Sunday, February 10, 2013

Tales from the front - Making it through the hard miles

"Keep away from people who try to belittle your ambitions. Small people always do that, but the really great make you feel that you, too, can become great". - Mark Twain

What up folks? Well, as promised, there have been some changes to the blog, and I'm in the need of some recipes, so if you have some Paleo friendly stuff, send it my way. I know people are asking.

Also, on the admin side, the Podcast goes live in a week, the link will be on the blog, and it is setting up to be pretty special. So stay posted.

On to tonight's topic. There has been a lot going on lately, busy with work and training, locking up sponsorships, finalizing race schedule, and the unfortunate reality of finding out who are the "takers" around you, and who you can really trust. In this process, I've been lucky to get closer to my close friend and sister, which has provided us great laughs, and a closeness we both wanted. The best part, I get to hear stories of my nieces, and on hard days, that laughter bouys my spirit and makes me smile. For those who know me, I don't smile very much at all, so if you see me do that, you know why.

This leads me to why I titled this blog the way I did. This winter, I've decided to do something I haven't done in any season prior - a long course race in the very early part of spring. Long course races in the spring mean traveling to a warmer climate, which makes training during the months of January and February critical, and increases the need for more focus. There is a sense of urgency in my training, a pressing need to get everything in, not miss a training session, nailing nutrition, getting the right amount of sleep, and doing it all at 100%. Don't get me wrong, I love it, all of it, and wouldn't want it any other way. This has been a pretty amazing journey so far, and I owe a big thank you to coach Garrison who is guiding this ship.

However, there is the other side of training this hard at this time of the year, in the Midwest. Its basically a solo effort, due to weather, and well, not everyone is going long in March. This was a particularly tough week, and I had more than my share of moments where I wanted to come in from the snow and just fall on the couch, watching bad television. But every time those thoughts would enter, my mind would be reminded of some pretty amazing people who I've had the honor of training as of late. These 2 ladies had been trying on their own to gain fitness, to beat the odds, to prove the cynics and doctors wrong. Recently, they asked me to assist them in achieving those goals. They didn't know a ton about me, or how I trained clients, but they knew I relished the moments of proving the so called experts wrong, time and time again. So, we started, each one seperately, about 4 weeks ago, and watching them progress, watching them discover how much more they were capable of, seeing true joy on their faces, it renews my faith the Crossfit method, as well as spark my own spirit, driving me to train harder, to push to the place that's uncomfortable knowing that on the other side is the light, the feeling of accomplishment unlike any other.

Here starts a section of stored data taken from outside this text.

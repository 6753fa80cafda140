use regex::Regex;
use tracing::debug;

/// An unvalidated extraction result. Produced here, consumed immediately
/// by the validator, never persisted.
#[derive(Debug, Clone)]
pub struct EmailCandidate {
    pub raw: String,
    pub source_page: String,
    pub normalized: String,
}

/// Extracts candidate email addresses from raw markup, including the
/// obfuscated forms publishers use against naive scrapers.
///
/// Patterns are applied in a fixed precedence order. When two patterns
/// match overlapping spans of text, the higher-precedence pattern keeps
/// the span and the other is skipped, so each address is extracted once.
pub struct EmailPatternMatcher {
    strict: Regex,
    flexible: Regex,
    entity_obfuscated: Regex,
    spaced_obfuscated: Regex,
    mailto: Regex,
}

/// Finite iterator over extracted candidates, in document order.
/// Consumed once; not restartable.
pub struct Extraction {
    inner: std::vec::IntoIter<EmailCandidate>,
}

impl Iterator for Extraction {
    type Item = EmailCandidate;

    fn next(&mut self) -> Option<EmailCandidate> {
        self.inner.next()
    }
}

impl ExactSizeIterator for Extraction {
    fn len(&self) -> usize {
        self.inner.len()
    }
}

impl EmailPatternMatcher {
    pub fn new() -> Self {
        Self {
            // Anchored shape every candidate must satisfy after normalization.
            strict: Regex::new(
                r"^[a-z0-9]([a-z0-9._-]*[a-z0-9])?@[a-z0-9]([a-z0-9.-]*[a-z0-9])?\.[a-z]{2,6}(\.[a-z]{2,3})?$",
            )
            .unwrap(),
            flexible: Regex::new(
                r"\b[A-Za-z0-9]([A-Za-z0-9._-]*[A-Za-z0-9])?@[A-Za-z0-9]([A-Za-z0-9.-]*[A-Za-z0-9])?\.[A-Za-z]{2,6}\b",
            )
            .unwrap(),
            entity_obfuscated: Regex::new(
                r"\b[A-Za-z0-9._-]+&#64;[A-Za-z0-9.-]+\.[A-Za-z]{2,6}\b",
            )
            .unwrap(),
            spaced_obfuscated: Regex::new(
                r"\b[A-Za-z0-9._-]+\s*@\s*[A-Za-z0-9.-]+\.[A-Za-z]{2,6}\b",
            )
            .unwrap(),
            mailto: Regex::new(r#"["']mailto:[^"']*["']"#).unwrap(),
        }
    }

    /// Scans `text` with every pattern and returns the surviving
    /// candidates as a finite iterator in document order.
    pub fn extract(&self, text: &str, source_page: &str) -> Extraction {
        // (span start, span end, raw span, addresses pulled from the span)
        let mut claimed: Vec<(usize, usize, String, Vec<String>)> = Vec::new();

        // Precedence 1: the whole input is exactly one address.
        if self.strict.is_match(text) {
            claimed.push((0, text.len(), text.to_string(), vec![text.to_string()]));
        }

        // Precedence 2: plain addresses embedded in prose or markup.
        for m in self.flexible.find_iter(text) {
            Self::claim(&mut claimed, m.start(), m.end(), m.as_str(), vec![
                m.as_str().to_string(),
            ]);
        }

        // Precedence 3: HTML-entity-encoded @ sign.
        for m in self.entity_obfuscated.find_iter(text) {
            let decoded = m.as_str().replace("&#64;", "@");
            Self::claim(&mut claimed, m.start(), m.end(), m.as_str(), vec![decoded]);
        }

        // Precedence 4: whitespace wedged around the @ sign.
        for m in self.spaced_obfuscated.find_iter(text) {
            let collapsed: String = m.as_str().chars().filter(|c| !c.is_whitespace()).collect();
            Self::claim(&mut claimed, m.start(), m.end(), m.as_str(), vec![collapsed]);
        }

        // Precedence 5: quoted mailto targets assembled by scripts.
        for m in self.mailto.find_iter(text) {
            let addresses = Self::split_mailto(m.as_str());
            if !addresses.is_empty() {
                Self::claim(&mut claimed, m.start(), m.end(), m.as_str(), addresses);
            }
        }

        claimed.sort_by_key(|(start, _, _, _)| *start);

        let mut candidates = Vec::new();
        for (_, _, raw, addresses) in claimed {
            for address in addresses {
                let normalized = self.normalize(&address);
                // Anything that does not look like an address once decoded
                // is dropped here and never reaches the validator.
                if self.strict.is_match(&normalized) {
                    candidates.push(EmailCandidate {
                        raw: raw.clone(),
                        source_page: source_page.to_string(),
                        normalized,
                    });
                }
            }
        }

        debug!(
            "Extracted {} email candidates from {}",
            candidates.len(),
            source_page
        );

        Extraction {
            inner: candidates.into_iter(),
        }
    }

    /// Entity decoding, lowercasing and edge trimming. Idempotent.
    pub fn normalize(&self, raw: &str) -> String {
        let decoded = raw
            .replace("&#64;", "@")
            .replace("&amp;", "&")
            .replace("&nbsp;", " ")
            .replace("&lt;", "<")
            .replace("&gt;", ">")
            .replace("&quot;", "\"")
            .replace("&#39;", "'");

        decoded
            .to_lowercase()
            .trim_matches(|c: char| {
                c.is_whitespace() || "<>()[]{}\",;:!?'".contains(c)
            })
            .to_string()
    }

    /// True when the string already has the exact final address shape.
    pub fn is_strict_match(&self, candidate: &str) -> bool {
        self.strict.is_match(candidate)
    }

    fn claim(
        claimed: &mut Vec<(usize, usize, String, Vec<String>)>,
        start: usize,
        end: usize,
        raw: &str,
        addresses: Vec<String>,
    ) {
        let overlaps = claimed
            .iter()
            .any(|(s, e, _, _)| start < *e && *s < end);
        if !overlaps {
            claimed.push((start, end, raw.to_string(), addresses));
        }
    }

    /// `"mailto:a@x.com,b@y.com?subject=Hi"` carries two addresses and a
    /// query tail that is not part of either.
    fn split_mailto(span: &str) -> Vec<String> {
        let inner = span.trim_matches(|c| c == '"' || c == '\'');
        let target = match inner.strip_prefix("mailto:") {
            Some(t) => t,
            None => return Vec::new(),
        };
        let without_query = target
            .split('?')
            .next()
            .unwrap_or("")
            .split('&')
            .next()
            .unwrap_or("");

        without_query
            .split(',')
            .map(str::trim)
            .filter(|a| !a.is_empty())
            .map(str::to_string)
            .collect()
    }
}

impl Default for EmailPatternMatcher {
    fn default() -> Self {
        Self::new()
    }
}
use async_trait::async_trait;
use reqwest::Client;
use std::time::Duration;
use tracing::debug;

use crate::error::ScrapeError;
use crate::fetch::PageFetcher;

/// Plain HTTP fetcher. Fast, but sees only server-rendered markup.
pub struct HttpFetcher {
    client: Client,
}

impl HttpFetcher {
    pub fn new(user_agent: &str, timeout_seconds: u64) -> Result<Self, ScrapeError> {
        let client = Client::builder()
            .user_agent(user_agent)
            .timeout(Duration::from_secs(timeout_seconds))
            .redirect(reqwest::redirect::Policy::limited(5))
            .build()
            .map_err(|e| ScrapeError::Config(format!("failed to build HTTP client: {}", e)))?;

        Ok(Self { client })
    }
}

#[async_trait]
impl PageFetcher for HttpFetcher {
    async fn fetch_page(&self, url: &str) -> Result<String, ScrapeError> {
        debug!("Fetching: {}", url);

        let response = self.client.get(url).send().await?;

        if !response.status().is_success() {
            return Err(ScrapeError::Fetch {
                url: url.to_string(),
                reason: format!("HTTP status {}", response.status()),
            });
        }

        let html = response.text().await?;
        debug!("Fetched {} bytes from {}", html.len(), url);

        Ok(html)
    }
}
#[cfg(test)]
mod tests {
    use super::*;
    use crate::pipeline::dedup::AttributionPolicy;
    use async_trait::async_trait;
    use std::collections::HashMap;

    struct FakeSite {
        pages: HashMap<String, String>,
        fail: HashSet<String>,
    }

    impl FakeSite {
        fn new() -> Self {
            Self {
                pages: HashMap::new(),
                fail: HashSet::new(),
            }
        }

        fn page(mut self, url: &str, html: &str) -> Self {
            self.pages.insert(url.to_string(), html.to_string());
            self
        }

        fn failing(mut self, url: &str) -> Self {
            self.fail.insert(url.to_string());
            self
        }
    }

    #[async_trait]
    impl PageFetcher for FakeSite {
        async fn fetch_page(&self, url: &str) -> Result<String, ScrapeError> {
            if self.fail.contains(url) {
                return Err(ScrapeError::Fetch {
                    url: url.to_string(),
                    reason: "injected failure".to_string(),
                });
            }
            self.pages
                .get(url)
                .cloned()
                .ok_or_else(|| ScrapeError::Fetch {
                    url: url.to_string(),
                    reason: "no such page".to_string(),
                })
        }
    }

    fn scraping_config() -> ScrapingConfig {
        ScrapingConfig {
            max_contact_pages: 5,
            max_emails_per_company: 5,
            company_concurrency: 2,
            page_concurrency: 4,
            delay_between_companies_ms: 0,
            email_attribution: AttributionPolicy::FirstCompany,
        }
    }

    fn seed(ordinal: usize, name: &str, profile_url: &str) -> CompanySeed {
        CompanySeed {
            ordinal,
            name: name.to_string(),
            profile_url: profile_url.to_string(),
            website_url: None,
        }
    }

    fn profile_html(website: &str, country: &str) -> String {
        format!(
            r#"<html><head><script type="application/ld+json">
            {{"@type": "Organization", "address": {{"addressCountry": "{}"}}}}
            </script></head><body><h1>Profile</h1>
            <a class="website-button" href="{}">Website</a></body></html>"#,
            country, website
        )
    }

    fn orchestrator(site: FakeSite, config: ScrapingConfig) -> PipelineOrchestrator {
        PipelineOrchestrator::new(Arc::new(site), config)
    }

    #[tokio::test]
    async fn company_flows_from_profile_to_contact_page() {
        let site = FakeSite::new()
            .page(
                "https://dir.test/c/acme-1.html",
                &profile_html("https://acme.test/", "France"),
            )
            .page(
                "https://acme.test/",
                r#"<html><body><a href="/contact">Contact us</a></body></html>"#,
            )
            .page(
                "https://acme.test/contact",
                "<html><body><p>Reach us at info&#64;acme.test</p></body></html>",
            );

        let orchestrator = orchestrator(site, scraping_config());
        let seeds = vec![seed(0, "Acme Wines", "https://dir.test/c/acme-1.html")];
        let vocabulary = SectorVocabulary::new("wine", &["wine".to_string()]);

        let (records, stats) = orchestrator.run(seeds, &vocabulary).await;

        assert_eq!(records.len(), 1);
        assert_eq!(records[0].name, "Acme Wines");
        assert_eq!(records[0].country, "France");
        assert_eq!(records[0].website_url.as_deref(), Some("https://acme.test/"));
        assert_eq!(records[0].emails, vec!["info@acme.test"]);
        assert_eq!(stats.companies_processed, 1);
        assert_eq!(stats.companies_with_emails, 1);
        assert_eq!(stats.countries_from_hints, 1);
        assert!(stats.pages_fetched >= 3);
    }

    #[tokio::test]
    async fn total_fetch_failure_degrades_to_minimal_record() {
        let site = FakeSite::new().failing("https://dir.test/c/ghost-9.html");

        let orchestrator = orchestrator(site, scraping_config());
        let seeds = vec![seed(0, "Ghost Winery", "https://dir.test/c/ghost-9.html")];
        let vocabulary = SectorVocabulary::empty("wine");

        let (records, stats) = orchestrator.run(seeds, &vocabulary).await;

        assert_eq!(records.len(), 1);
        assert_eq!(records[0].name, "Ghost Winery");
        assert_eq!(records[0].country, "Unknown");
        assert!(records[0].emails.is_empty());
        assert_eq!(stats.fetch_failures, 1);
        assert_eq!(stats.companies_with_emails, 0);
        assert_eq!(stats.countries_unknown, 1);
    }

    #[tokio::test]
    async fn contact_paths_are_still_tried_when_the_homepage_is_down() {
        let mut config = scraping_config();
        config.max_contact_pages = 1;

        let site = FakeSite::new()
            .page(
                "https://dir.test/c/acme-1.html",
                &profile_html("https://acme.test/", "France"),
            )
            .failing("https://acme.test/")
            .page(
                "https://acme.test/contact",
                r#"<html><body><a href="mailto:info@acme.test">Write us</a></body></html>"#,
            );

        let orchestrator = orchestrator(site, config);
        let seeds = vec![seed(0, "Acme Wines", "https://dir.test/c/acme-1.html")];
        let vocabulary = SectorVocabulary::empty("wine");

        let (records, stats) = orchestrator.run(seeds, &vocabulary).await;

        assert_eq!(records[0].emails, vec!["info@acme.test"]);
        assert_eq!(records[0].country, "France");
        assert_eq!(stats.pages_fetched, 2);
        assert_eq!(stats.fetch_failures, 1);
    }

    #[tokio::test]
    async fn attribution_stops_at_the_email_cap() {
        let mut config = scraping_config();
        config.max_emails_per_company = 2;

        let site = FakeSite::new()
            .page(
                "https://dir.test/c/acme-1.html",
                &profile_html("https://acme.test/", "France"),
            )
            .page(
                "https://acme.test/",
                "<html><body>sales@acme.test export@acme.test office@acme.test</body></html>",
            );

        let orchestrator = orchestrator(site, config);
        let seeds = vec![seed(0, "Acme Wines", "https://dir.test/c/acme-1.html")];
        let vocabulary = SectorVocabulary::empty("wine");

        let (records, stats) = orchestrator.run(seeds, &vocabulary).await;

        assert_eq!(records[0].emails, vec!["sales@acme.test", "export@acme.test"]);
        assert_eq!(stats.business_emails, 3);
    }

    #[tokio::test]
    async fn shared_email_is_attributed_to_the_first_company_only() {
        let site = FakeSite::new()
            .page(
                "https://dir.test/c/acme-1.html",
                &profile_html("https://acme.test/", "France"),
            )
            .page(
                "https://acme.test/",
                "<html><body>shared@group.test</body></html>",
            )
            .page(
                "https://dir.test/c/bravo-2.html",
                &profile_html("https://bravo.test/", "Italy"),
            )
            .page(
                "https://bravo.test/",
                "<html><body>shared@group.test own@bravo.test</body></html>",
            );

        let orchestrator = orchestrator(site, scraping_config());
        let seeds = vec![
            seed(0, "Acme", "https://dir.test/c/acme-1.html"),
            seed(1, "Bravo", "https://dir.test/c/bravo-2.html"),
        ];
        let vocabulary = SectorVocabulary::empty("wine");

        let (records, stats) = orchestrator.run(seeds, &vocabulary).await;

        assert_eq!(records[0].emails, vec!["shared@group.test"]);
        assert_eq!(records[1].emails, vec!["own@bravo.test"]);
        assert_eq!(stats.duplicate_emails_removed, 1);
    }

    #[tokio::test]
    async fn spam_is_counted_but_never_attributed() {
        let site = FakeSite::new()
            .page(
                "https://dir.test/c/acme-1.html",
                &profile_html("https://acme.test/", "France"),
            )
            .page(
                "https://acme.test/",
                "<html><body>noreply@acme.test info@acme.test</body></html>",
            );

        let orchestrator = orchestrator(site, scraping_config());
        let seeds = vec![seed(0, "Acme", "https://dir.test/c/acme-1.html")];
        let vocabulary = SectorVocabulary::empty("wine");

        let (records, stats) = orchestrator.run(seeds, &vocabulary).await;

        assert_eq!(records[0].emails, vec!["info@acme.test"]);
        assert_eq!(stats.spam_emails, 1);
        assert_eq!(stats.business_emails, 1);
    }

    #[tokio::test]
    async fn url_locale_resolves_when_the_profile_page_is_gone() {
        let site = FakeSite::new().failing("https://dir.test/fr/c/ghost-9.html");

        let orchestrator = orchestrator(site, scraping_config());
        let seeds = vec![seed(0, "Ghost", "https://dir.test/fr/c/ghost-9.html")];
        let vocabulary = SectorVocabulary::empty("wine");

        let (records, stats) = orchestrator.run(seeds, &vocabulary).await;

        assert_eq!(records[0].country, "France");
        assert_eq!(stats.countries_from_url_locale, 1);
    }

    #[tokio::test]
    async fn structured_hint_codes_are_canonicalized() {
        let site = FakeSite::new()
            .page(
                "https://dir.test/c/acme-1.html",
                &profile_html("https://acme.test/", "ES"),
            )
            .page("https://acme.test/", "<html><body></body></html>");

        let orchestrator = orchestrator(site, scraping_config());
        let seeds = vec![seed(0, "Acme", "https://dir.test/c/acme-1.html")];
        let vocabulary = SectorVocabulary::empty("wine");

        let (records, stats) = orchestrator.run(seeds, &vocabulary).await;

        assert_eq!(records[0].country, "Spain");
        assert_eq!(stats.countries_from_hints, 1);
    }
}
use serde::{Deserialize, Serialize};

use crate::error::ScrapeError;
use crate::pipeline::dedup::AttributionPolicy;

#[derive(Debug, Clone, Deserialize, Serialize)]
pub struct Config {
    pub scraping: ScrapingConfig,
    pub fetch: FetchConfig,
    pub logging: LoggingConfig,
    pub output: OutputConfig,
    pub sectors: Vec<SectorConfig>,
}

#[derive(Debug, Clone, Deserialize, Serialize)]
pub struct ScrapingConfig {
    /// Upper bound on secondary pages visited per company website.
    pub max_contact_pages: usize,
    /// Stop attributing emails to a company once this many are collected.
    pub max_emails_per_company: usize,
    pub company_concurrency: usize,
    pub page_concurrency: usize,
    pub delay_between_companies_ms: u64,
    #[serde(default)]
    pub email_attribution: AttributionPolicy,
}

#[derive(Debug, Clone, Deserialize, Serialize)]
pub struct FetchConfig {
    /// "http" for plain requests, "browser" for the rendering service.
    pub engine: FetchEngineKind,
    pub user_agent: String,
    pub timeout_seconds: u64,
    pub max_retries: u32,
    pub retry_delay_ms: u64,
    /// Minimum spacing between two requests to the same host.
    pub per_host_delay_ms: u64,
    /// Random extra delay added on top of the per-host spacing.
    pub jitter_ms: u64,
    pub browserless_url: String,
    #[serde(default)]
    pub browserless_token: Option<String>,
}

#[derive(Debug, Clone, Copy, PartialEq, Eq, Deserialize, Serialize)]
#[serde(rename_all = "lowercase")]
pub enum FetchEngineKind {
    Http,
    Browser,
}

#[derive(Debug, Clone, Deserialize, Serialize)]
pub struct LoggingConfig {
    pub level: String,
}

#[derive(Debug, Clone, Deserialize, Serialize)]
pub struct OutputConfig {
    pub directory: String,
    pub pretty_json: bool,
}

#[derive(Debug, Clone, Deserialize, Serialize)]
pub struct SectorConfig {
    pub name: String,
    /// First directory listing page for this sector.
    pub url: String,
    /// CSS selector matching company profile links on a listing page.
    pub link_selector: String,
    /// CSS selector for the next-page link. Common fallbacks are tried
    /// when it matches nothing.
    pub pagination_selector: String,
    pub max_pages: usize,
    #[serde(default)]
    pub keywords: Vec<String>,
}

impl Config {
    /// Rejects configurations that would make a run meaningless.
    pub fn validate(&self) -> std::result::Result<(), ScrapeError> {
        if self.scraping.company_concurrency == 0 {
            return Err(ScrapeError::Config(
                "scraping.company_concurrency must be at least 1".to_string(),
            ));
        }
        if self.scraping.page_concurrency == 0 {
            return Err(ScrapeError::Config(
                "scraping.page_concurrency must be at least 1".to_string(),
            ));
        }
        if self.sectors.is_empty() {
            return Err(ScrapeError::Config(
                "at least one sector must be configured".to_string(),
            ));
        }
        for sector in &self.sectors {
            if sector.link_selector.trim().is_empty() {
                return Err(ScrapeError::Config(format!(
                    "sector '{}' has an empty link_selector",
                    sector.name
                )));
            }
            if sector.max_pages == 0 {
                return Err(ScrapeError::Config(format!(
                    "sector '{}' has max_pages set to 0",
                    sector.name
                )));
            }
        }
        Ok(())
    }
}

impl Default for Config {
    fn default() -> Self {
        Self {
            scraping: ScrapingConfig {
                max_contact_pages: 5,
                max_emails_per_company: 5,
                company_concurrency: 4,
                page_concurrency: 8,
                delay_between_companies_ms: 3000,
                email_attribution: AttributionPolicy::default(),
            },
            fetch: FetchConfig {
                engine: FetchEngineKind::Http,
                user_agent: "Mozilla/5.0 (compatible; DirectoryScraper/1.0)".to_string(),
                timeout_seconds: 25,
                max_retries: 1,
                retry_delay_ms: 1500,
                per_host_delay_ms: 1500,
                jitter_ms: 1000,
                browserless_url: "http://localhost:3000".to_string(),
                browserless_token: None,
            },
            logging: LoggingConfig {
                level: "info".to_string(),
            },
            output: OutputConfig {
                directory: "out".to_string(),
                pretty_json: true,
            },
            sectors: vec![SectorConfig {
                name: "wine".to_string(),
                url: "https://www.europages.co.uk/companies/wine.html".to_string(),
                link_selector: "a[data-test=\"company-name\"]".to_string(),
                pagination_selector: "a[aria-label=\"Next page\"]".to_string(),
                max_pages: 2,
                keywords: vec![
                    "wine".to_string(),
                    "winery".to_string(),
                    "vineyard".to_string(),
                    "vignoble".to_string(),
                    "weingut".to_string(),
                    "vino".to_string(),
                    "domaine".to_string(),
                    "chateau".to_string(),
                    "bodega".to_string(),
                    "cantina".to_string(),
                ],
            }],
        }
    }
}

pub async fn load_config(
    path: &str,
) -> std::result::Result<Config, Box<dyn std::error::Error + Send + Sync>> {
    let content = tokio::fs::read_to_string(path).await?;
    let mut config: Config = serde_yaml::from_str(&content)?;

    // Environment overrides the file for the service token.
    if let Ok(token) = std::env::var("BROWSERLESS_TOKEN") {
        if !token.is_empty() {
            config.fetch.browserless_token = Some(token);
        }
    }

    config.validate()?;
    Ok(config)
}
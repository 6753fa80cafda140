use async_trait::async_trait;
use std::time::Duration;
use tokio::time::sleep;
use tracing::{debug, warn};

use crate::config::{FetchConfig, FetchEngineKind};
use crate::error::ScrapeError;
use crate::fetch::rate_limit::host_of;
use crate::fetch::{BrowserFetcher, HostGate, HttpFetcher, PageFetcher};

/// Fetch frontend used by the rest of the system. Owns host spacing,
/// bounded retries and the browser-to-plain-HTTP fallback, so callers
/// only ever issue a single `fetch_page`.
pub struct FetchEngine {
    primary: Box<dyn PageFetcher>,
    fallback: Option<Box<dyn PageFetcher>>,
    gate: HostGate,
    max_retries: u32,
    retry_delay: Duration,
}

impl FetchEngine {
    pub fn from_config(config: &FetchConfig) -> Result<Self, ScrapeError> {
        let http = HttpFetcher::new(&config.user_agent, config.timeout_seconds)?;

        let (primary, fallback): (Box<dyn PageFetcher>, Option<Box<dyn PageFetcher>>) =
            match config.engine {
                FetchEngineKind::Http => (Box::new(http), None),
                FetchEngineKind::Browser => {
                    let browser = BrowserFetcher::new(
                        &config.browserless_url,
                        config.browserless_token.as_deref(),
                        config.timeout_seconds,
                    )?;
                    (Box::new(browser), Some(Box::new(http) as Box<dyn PageFetcher>))
                }
            };

        Ok(Self {
            primary,
            fallback,
            gate: HostGate::new(config.per_host_delay_ms, config.jitter_ms),
            max_retries: config.max_retries,
            retry_delay: Duration::from_millis(config.retry_delay_ms),
        })
    }

    /// Engine without host spacing or retries, for tools that probe a
    /// single page interactively.
    pub fn one_shot(config: &FetchConfig) -> Result<Self, ScrapeError> {
        let mut relaxed = config.clone();
        relaxed.per_host_delay_ms = 0;
        relaxed.jitter_ms = 0;
        relaxed.max_retries = 0;
        Self::from_config(&relaxed)
    }

    pub async fn fetch(&self, url: &str) -> Result<String, ScrapeError> {
        let host = host_of(url);
        let mut attempt = 0;
        let mut last_err;

        loop {
            attempt += 1;
            self.gate.acquire(&host).await;

            match self.primary.fetch_page(url).await {
                Ok(html) => return Ok(html),
                Err(e) => {
                    if attempt > self.max_retries {
                        last_err = e;
                        break;
                    }
                    warn!(
                        "Fetch attempt {} failed for {}: {}. Retrying in {:?}",
                        attempt, url, e, self.retry_delay
                    );
                    sleep(self.retry_delay).await;
                }
            }
        }

        if let Some(ref fallback) = self.fallback {
            debug!("Primary engine gave up on {}, trying plain HTTP", url);
            self.gate.acquire(&host).await;
            match fallback.fetch_page(url).await {
                Ok(html) => return Ok(html),
                Err(e) => last_err = e,
            }
        }

        Err(last_err)
    }
}

#[async_trait]
impl PageFetcher for FetchEngine {
    async fn fetch_page(&self, url: &str) -> Result<String, ScrapeError> {
        self.fetch(url).await
    }
}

These ladies are my heroes. In a time when so many great, or thought to be great men and women are found to be cheats, or just without any moral compass, we neglect those around us who provide true inspiration daily. I consider myself very lucky, I don't have to go any farther than where I work to be truly inspired, to be shown great courage and strength that comes from a place of truth and honesty. They work hard, not for recognition, not for awards, but for the simplest and most necessary reason of all - for their health. And its beautiful to watch. Yeah, I'm damn lucky.

So when the snow comes down harder, when the wind blows wickedly across the trails, I smile, because I think of them, think of their drive and work ethic, and then I click up the hill with more spring and speed. And when I crest, and feel the wind at its worst, I dig even deeper, knowing how hard they work, how much it means to them to discover new things about themselves. This winter, they have helped me in ways they couldn't possibly imagine. These people walk among you, they sit next to you on the train, at work, at schools, everywhere. And in turn, you and your story may be the inspiration for someone who is looking for answers, looking for a better way to live. Always be an instrument of change, even when it goes against the norm, b/c the norm might not be the right thing.